Please output each line of the data exactly as it appears.
####
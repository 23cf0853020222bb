use actix_web::http::{header, StatusCode};
use actix_web::{HttpResponse, ResponseError};
use serde::Serialize;
use thiserror::Error;

#[derive(Debug, Error)]
pub enum AppError {
    #[error("validation error: {0}")]
    ValidationError(String),

    #[error("upload rejected: {0}")]
    UploadRejected(String),

    #[error("not logged in")]
    NotLoggedIn,

    #[error("invalid username or password")]
    InvalidCredentials,

    #[error("listing not found: {0}")]
    ListingNotFound(i64),

    #[error("database error: {0}")]
    DatabaseError(String),

    #[error("configuration error: {0}")]
    ConfigError(String),

    #[error("IO error: {0}")]
    IoError(#[from] std::io::Error),

    #[error("HTTP request error: {0}")]
    ReqwestError(#[from] reqwest::Error),

    #[error("multipart error: {0}")]
    MultipartError(#[from] actix_multipart::MultipartError),

    #[error("internal error: {0}")]
    InternalError(String),
}

pub type AppResult<T> = Result<T, AppError>;

#[derive(Serialize)]
struct ErrorResponse {
    error: String,
    message: String,
}

impl ResponseError for AppError {
    fn error_response(&self) -> HttpResponse {
        // The session gate answers with a redirect rather than a JSON body,
        // so the browser lands on the login page.
        if let AppError::NotLoggedIn = self {
            return HttpResponse::Found()
                .insert_header((header::LOCATION, "/login"))
                .finish();
        }

        let (status_code, error_type) = match self {
            AppError::ValidationError(_) => (StatusCode::BAD_REQUEST, "validation_error"),
            AppError::UploadRejected(_) => (StatusCode::BAD_REQUEST, "upload_rejected"),
            AppError::NotLoggedIn => (StatusCode::UNAUTHORIZED, "not_logged_in"),
            AppError::InvalidCredentials => (StatusCode::UNAUTHORIZED, "invalid_credentials"),
            AppError::ListingNotFound(_) => (StatusCode::NOT_FOUND, "listing_not_found"),
            AppError::DatabaseError(_) => (StatusCode::INTERNAL_SERVER_ERROR, "database_error"),
            AppError::ConfigError(_) => (StatusCode::INTERNAL_SERVER_ERROR, "configuration_error"),
            AppError::IoError(_) => (StatusCode::INTERNAL_SERVER_ERROR, "io_error"),
            AppError::ReqwestError(_) => (StatusCode::INTERNAL_SERVER_ERROR, "request_error"),
            AppError::MultipartError(_) => (StatusCode::BAD_REQUEST, "multipart_error"),
            AppError::InternalError(_) => (StatusCode::INTERNAL_SERVER_ERROR, "internal_error"),
        };

        HttpResponse::build(status_code).json(ErrorResponse {
            error: error_type.to_string(),
            message: self.to_string(),
        })
    }
}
####
[The completed task]
repository 23cf0853020222bb
use actix_web::http::{header, StatusCode};
use actix_web::{HttpResponse, ResponseError};
use serde::Serialize;
use thiserror::Error;

#[derive(Debug, Error)]
pub enum AppError {
    #[error("validation error: {0}")]
    ValidationError(String),

    #[error("upload rejected: {0}")]
    UploadRejected(String),

    #[error("not logged in")]
    NotLoggedIn,

    #[error("invalid username or password")]
    InvalidCredentials,

    #[error("listing not found: {0}")]
    ListingNotFound(i64),

    #[error("database error: {0}")]
    DatabaseError(String),

    #[error("configuration error: {0}")]
    ConfigError(String),

    #[error("IO error: {0}")]
    IoError(#[from] std::io::Error),

    #[error("HTTP request error: {0}")]
    ReqwestError(#[from] reqwest::Error),

    #[error("multipart error: {0}")]
    MultipartError(#[from] actix_multipart::MultipartError),

    #[error("internal error: {0}")]
    InternalError(String),
}

pub type AppResult<T> = Result<T, AppError>;

#[derive(Serialize)]
struct ErrorResponse {
    error: String,
    message: String,
}

impl ResponseError for AppError {
    fn error_response(&self) -> HttpResponse {
        // The session gate answers with a redirect rather than a JSON body,
        // so the browser lands on the login page.
        if let AppError::NotLoggedIn = self {
            return HttpResponse::Found()
                .insert_header((header::LOCATION, "/login"))
                .finish();
        }

        let (status_code, error_type) = match self {
            AppError::ValidationError(_) => (StatusCode::BAD_REQUEST, "validation_error"),
            AppError::UploadRejected(_) => (StatusCode::BAD_REQUEST, "upload_rejected"),
            AppError::NotLoggedIn => (StatusCode::UNAUTHORIZED, "not_logged_in"),
            AppError::InvalidCredentials => (StatusCode::UNAUTHORIZED, "invalid_credentials"),
            AppError::ListingNotFound(_) => (StatusCode::NOT_FOUND, "listing_not_found"),
            AppError::DatabaseError(_) => (StatusCode::INTERNAL_SERVER_ERROR, "database_error"),
            AppError::ConfigError(_) => (StatusCode::INTERNAL_SERVER_ERROR, "configuration_error"),
            AppError::IoError(_) => (StatusCode::INTERNAL_SERVER_ERROR, "io_error"),
            AppError::ReqwestError(_) => (StatusCode::INTERNAL_SERVER_ERROR, "request_error"),
            AppError::MultipartError(_) => (StatusCode::BAD_REQUEST, "multipart_error"),
            AppError::InternalError(_) => (StatusCode::INTERNAL_SERVER_ERROR, "internal_error"),
        };

        HttpResponse::build(status_code).json(ErrorResponse {
            error: error_type.to_string(),
            message: self.to_string(),
        })
    }
}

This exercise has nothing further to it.